◆ Work item ◆
Please copy each line below that contains the word "facing".

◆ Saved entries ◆
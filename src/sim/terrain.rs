//! Mountain height field
//!
//! The ground surface, every obstacle anchor, and every "on ground" physics
//! test read this one function.

use crate::consts::{SLOPE, TERRAIN_FLOOR};
use crate::math::smoothstep;

/// A strip of the slope with small sinusoidal bumps
struct BumpZone {
    /// Where the zone starts/ends (fade happens over the first/last 2 units)
    z_start: f32,
    z_end: f32,
    x_freq: f32,
    x_phase: f32,
    z_freq: f32,
    amplitude: f32,
}

/// Bumps only apply within this lateral distance of the path centre
const BUMP_HALF_WIDTH: f32 = 5.0;
const BUMP_FADE: f32 = 2.0;

const BUMP_ZONES: [BumpZone; 3] = [
    BumpZone { z_start: 18.0, z_end: 30.0, x_freq: 3.0, x_phase: 0.0, z_freq: 3.0, amplitude: 0.15 },
    BumpZone { z_start: 48.0, z_end: 60.0, x_freq: 4.0, x_phase: 1.0, z_freq: 4.0, amplitude: 0.2 },
    BumpZone { z_start: 93.0, z_end: 105.0, x_freq: 5.0, x_phase: 2.0, z_freq: 5.0, amplitude: 0.18 },
];

/// Height perturbation from the bump zones at (x, z)
pub fn bump_height(x: f32, z: f32) -> f32 {
    if x.abs() >= BUMP_HALF_WIDTH {
        return 0.0;
    }
    BUMP_ZONES
        .iter()
        .filter(|zone| z > zone.z_start && z < zone.z_end)
        .map(|zone| {
            let fade = smoothstep(zone.z_start, zone.z_start + BUMP_FADE, z)
                * smoothstep(zone.z_end, zone.z_end - BUMP_FADE, z);
            (x * zone.x_freq + zone.x_phase).sin() * (z * zone.z_freq).sin() * zone.amplitude * fade
        })
        .sum()
}

/// Ground height at (x, z)
///
/// Linear slope plus two sine undulations and the bump zones, never below
/// [`TERRAIN_FLOOR`].
pub fn terrain_height(x: f32, z: f32) -> f32 {
    let base = z * SLOPE;
    let wave = (x * 0.1).sin() * 2.0 + (z * 0.05).sin() * 3.0;
    (base + wave + bump_height(x, z)).max(TERRAIN_FLOOR)
}

#[cfg(test)]
mod tests {
    use super::*;
    use proptest::prelude::*;

    #[test]
    fn test_terrain_rises_with_z() {
        assert!(terrain_height(0.0, 100.0) > terrain_height(0.0, 10.0));
    }

    #[test]
    fn test_terrain_floor_clamp() {
        assert_eq!(terrain_height(0.0, -100.0), TERRAIN_FLOOR);
    }

    #[test]
    fn test_bumps_only_inside_zones() {
        assert_eq!(bump_height(0.3, 10.0), 0.0);
        assert_eq!(bump_height(6.0, 24.0), 0.0);
        // Edges of a zone are faded to nothing
        assert!(bump_height(1.0, 18.1).abs() < 1e-3);
        let inside = (0..100).map(|i| bump_height(0.5, 21.0 + i as f32 * 0.05).abs()).fold(0.0, f32::max);
        assert!(inside > 0.05);
    }

    #[test]
    fn test_bump_zone_amplitude_bound() {
        for i in 0..2000 {
            let z = i as f32 * 0.06;
            assert!(bump_height(0.7, z).abs() <= 0.2 + 1e-6);
        }
    }

    #[test]
    fn test_physics_and_shading_share_the_ground() {
        use crate::sim::animation::frames;
        use crate::sim::course::{PITS, bars_distance, beams_distance, boxes_distance, ground_distance};
        use crate::sim::scene::{BoulderPose, PlayerPose, Scene, SceneObject};
        use glam::{Mat3, Vec3};
        use rand::{Rng, SeedableRng};
        use rand_pcg::Pcg32;

        let parked = Vec3::new(0.0, 1000.0, 0.0);
        let mut scene = Scene {
            time: 0.0,
            boulder: BoulderPose { position: parked, rotation: Mat3::IDENTITY },
            player: PlayerPose { position: parked, facing: 0.0, lean: 0.0, pushing: false, pose: frames::IDLE },
        };

        let mut rng = Pcg32::seed_from_u64(42);
        let mut checked = 0;
        for i in 0..10_000 {
            let x = rng.random_range(-5.5f32..5.5);
            let z = rng.random_range(-20.0f32..150.0);
            scene.time = i as f32 * 0.01;
            let p = Vec3::new(x, terrain_height(x, z), z);

            // Stay clear of pit mouths and obstacles, where the ground is not the nearest surface
            let near_pit = PITS.iter().any(|pit| pit.horizontal_distance(x, z) < pit.radius + 1.0);
            let near_obstacle = boxes_distance(p).min(beams_distance(p)).min(bars_distance(p, scene.time)) < 0.5;
            if near_pit || near_obstacle {
                continue;
            }

            assert!(ground_distance(p).abs() < 1e-4, "ground off the terrain at ({x}, {z})");
            assert!(scene.distance(p).abs() < 1e-4, "scene off the terrain at ({x}, {z})");
            assert_eq!(scene.object_at(p), Some(SceneObject::Ground));
            checked += 1;
        }
        assert!(checked > 7_000, "only {checked} samples were clear of obstacles");
    }

    proptest! {
        #[test]
        fn terrain_is_deterministic(x in -20.0f32..20.0, z in -20.0f32..200.0) {
            prop_assert_eq!(terrain_height(x, z).to_bits(), terrain_height(x, z).to_bits());
            prop_assert!(terrain_height(x, z) >= TERRAIN_FLOOR);
        }
    }
}
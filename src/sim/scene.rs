//! Combined scene distance field
//!
//! The static course plus the two bodies, evaluated for one explicit frame
//! time. This is what the shading stage marches; physics only uses it to keep
//! the camera out of geometry.

use glam::{Mat3, Vec2, Vec3};

use super::animation::{Joint, LEGS, Pose};
use super::course::{
    bars_distance, beams_distance, boxes_distance, ground_distance, static_distance,
};
use super::sdf::{
    RENDER_NORMAL_EPS, gradient, sd_capsule, sd_round_cone, sd_sphere, sd_torus, smooth_min,
    twist,
};
use crate::consts::RENDER_EPS;
use crate::math::{rot_x, rot_y};

/// Ray march stops when the field drops below this
pub const MIN_DIST: f32 = 0.002;
pub const MAX_ITERATIONS: u32 = 120;
/// Ray march gives up past this distance
pub const RANGE: f32 = 500.0;

/// Camera field of view factors (x is scaled by the aspect ratio first)
pub const FOV: Vec2 = Vec2::new(0.4, 0.4);
const FOCAL: f32 = 0.6;

pub const BOULDER_RADIUS: f32 = 2.5;
/// Beyond this distance the grooves are ignored
const BOULDER_DETAIL_RANGE: f32 = 4.0;
const GROOVE_RADIUS: f32 = 2.0;
const GROOVE_THICKNESS: f32 = 0.2;
const GROOVE_TWIST: f32 = 0.2;

/// Beyond this distance the character is a plain sphere
const PLAYER_DETAIL_RANGE: f32 = 1.5;
const PLAYER_BOUND_RADIUS: f32 = 1.0;

/// Boulder placement for one frame
#[derive(Debug, Clone, Copy, PartialEq)]
pub struct BoulderPose {
    pub position: Vec3,
    /// World to boulder-local rotation
    pub rotation: Mat3,
}

/// Character placement for one frame
#[derive(Debug, Clone, Copy, PartialEq)]
pub struct PlayerPose {
    pub position: Vec3,
    /// Body yaw
    pub facing: f32,
    /// Torso pitch
    pub lean: f32,
    pub pushing: bool,
    pub pose: Pose,
}

/// What a surface point belongs to
#[derive(Debug, Clone, Copy, PartialEq, Eq, Hash)]
pub enum SceneObject {
    Ground,
    Bar,
    Box,
    Beam,
    Boulder,
    Player,
}

/// Outcome of marching one ray
#[derive(Debug, Clone, Copy, PartialEq)]
pub struct RayMarch {
    pub hit: bool,
    /// Last sample position
    pub position: Vec3,
    /// Distance travelled along the ray
    pub travelled: f32,
    pub steps: u32,
    /// Closest approach to the boulder's bounding sphere (drives its glow)
    pub boulder_glow: f32,
}

/// Boulder shape: a sphere with three twisted grooves cut into it
pub fn boulder_distance(p: Vec3, boulder: &BoulderPose) -> f32 {
    let offset = p - boulder.position;
    if offset.length() > BOULDER_DETAIL_RANGE {
        return sd_sphere(offset, BOULDER_RADIUS);
    }
    let q = boulder.rotation * offset;
    sd_sphere(q, BOULDER_RADIUS).max(-boulder_grooves(q))
}

fn boulder_grooves(q: Vec3) -> f32 {
    let ring = |p: Vec3| sd_torus(twist(p, GROOVE_TWIST), GROOVE_RADIUS, GROOVE_THICKNESS);
    ring(q)
        .min(ring(rot_y(q, 1.047)))
        .min(ring(rot_y(q, 2.094)))
}

fn player_head(p: Vec3, pose: &Pose) -> f32 {
    let p = p - pose.joint(Joint::Head);
    let head = sd_sphere(p - Vec3::new(0.0, 0.4, 0.0), 0.2);
    let nose = sd_sphere(p - Vec3::new(0.0, 0.37, 0.18), 0.08);
    let beard = sd_round_cone(p, Vec3::new(0.0, 0.25, 0.1), Vec3::new(0.0, 0.1, 0.05), 0.12, 0.08);
    smooth_min(smooth_min(head, nose, 0.1), beard, 0.08)
}

fn player_body(p: Vec3, pose: &Pose, pushing: bool) -> f32 {
    let chest = p + pose.joint(Joint::Chest);
    let torso = sd_round_cone(chest, Vec3::new(0.0, 0.15, 0.0), Vec3::new(0.0, -0.15, -0.1), 0.2, 0.12);

    // Arms reach forward and down while pushing
    let reach = if pushing { 0.15 } else { 0.0 };
    let arm = |side: f32| {
        sd_capsule(
            chest,
            Vec3::new(0.2 * side, 0.1, 0.0),
            Vec3::new(0.15 * side, 0.1 - reach, 0.2 + reach),
            0.05,
        )
    };
    torso.min(arm(1.0)).min(arm(-1.0))
}

fn player_legs(p: Vec3, pose: &Pose) -> f32 {
    const RADII: [f32; 3] = [0.04, 0.035, 0.03];
    LEGS.iter()
        .flat_map(|chain| {
            chain
                .windows(2)
                .zip(RADII)
                .map(|(bone, r)| sd_capsule(p, pose.joint(bone[0]), pose.joint(bone[1]), r))
        })
        .fold(f32::INFINITY, f32::min)
}

/// Character silhouette
///
/// Legs stay upright in the facing frame; head and body are pitched by the lean.
pub fn player_distance(p: Vec3, player: &PlayerPose) -> f32 {
    let q = p - player.position;
    if q.length() > PLAYER_DETAIL_RANGE {
        return sd_sphere(q, PLAYER_BOUND_RADIUS);
    }
    let q = rot_y(q, -player.facing);
    let body_p = rot_x(q, player.lean);

    player_head(body_p, &player.pose)
        .min(player_body(body_p, &player.pose, player.pushing))
        .min(player_legs(q, &player.pose))
}

/// View direction for a screen position
///
/// `screen` is in [-1, 1] on both axes with x already scaled by the aspect
/// ratio; `look` is (yaw, pitch).
pub fn camera_ray(screen: Vec2, look: Vec2) -> Vec3 {
    let dir = Vec3::new(screen.x * FOV.x, screen.y * FOV.y, FOCAL).normalize();
    rot_y(rot_x(dir, -look.y), look.x)
}

/// The full scene at one instant
#[derive(Debug, Clone, Copy, PartialEq)]
pub struct Scene {
    pub time: f32,
    pub boulder: BoulderPose,
    pub player: PlayerPose,
}

impl Scene {
    pub fn distance(&self, p: Vec3) -> f32 {
        static_distance(p, self.time)
            .min(boulder_distance(p, &self.boulder))
            .min(player_distance(p, &self.player))
    }

    /// Shading normal
    pub fn normal(&self, p: Vec3) -> Vec3 {
        gradient(p, RENDER_NORMAL_EPS, |q| self.distance(q))
    }

    /// Ambient occlusion from five probes along the normal; 1 is fully open
    pub fn ambient_occlusion(&self, p: Vec3, normal: Vec3) -> f32 {
        let mut occlusion = 0.0;
        let mut scale = 1.0;
        for i in 0..5 {
            let h = 0.01 + 0.12 * i as f32 / 4.0;
            let d = self.distance(p + normal * h);
            occlusion += (h - d) * scale;
            scale *= 0.95;
        }
        (1.0 - 3.0 * occlusion).clamp(0.0, 1.0)
    }

    /// Sphere-trace from `origin` along unit `dir`
    pub fn raymarch(&self, origin: Vec3, dir: Vec3) -> RayMarch {
        let mut p = origin;
        let mut dist = self.distance(p);
        let mut travelled = dist;
        let mut glow = sd_sphere(p - self.boulder.position, BOULDER_RADIUS);
        let mut steps = 0;

        while steps < MAX_ITERATIONS && dist >= MIN_DIST && travelled <= RANGE {
            p += dir * dist;
            dist = self.distance(p);
            glow = glow.min(sd_sphere(p - self.boulder.position, BOULDER_RADIUS));
            travelled += dist;
            steps += 1;
        }

        RayMarch {
            hit: dist < MIN_DIST,
            position: p,
            travelled,
            steps,
            boulder_glow: glow,
        }
    }

    /// Classify a surface point, checked in shading order
    pub fn object_at(&self, p: Vec3) -> Option<SceneObject> {
        let time = self.time;
        let checks: [(SceneObject, &dyn Fn() -> f32); 6] = [
            (SceneObject::Ground, &|| ground_distance(p)),
            (SceneObject::Bar, &|| bars_distance(p, time)),
            (SceneObject::Box, &|| boxes_distance(p)),
            (SceneObject::Beam, &|| beams_distance(p)),
            (SceneObject::Boulder, &|| boulder_distance(p, &self.boulder)),
            (SceneObject::Player, &|| player_distance(p, &self.player)),
        ];
        checks
            .iter()
            .find(|(_, distance)| distance() < RENDER_EPS)
            .map(|(object, _)| *object)
    }
}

◆ Solved problem ◆
            player: PlayerPose { position: parked, facing: 0.0, lean: 0.0, pushing: false, pose: frames::IDLE },
    pub facing: f32,
/// Legs stay upright in the facing frame; head and body are pitched by the lean.
    let q = rot_y(q, -player.facing);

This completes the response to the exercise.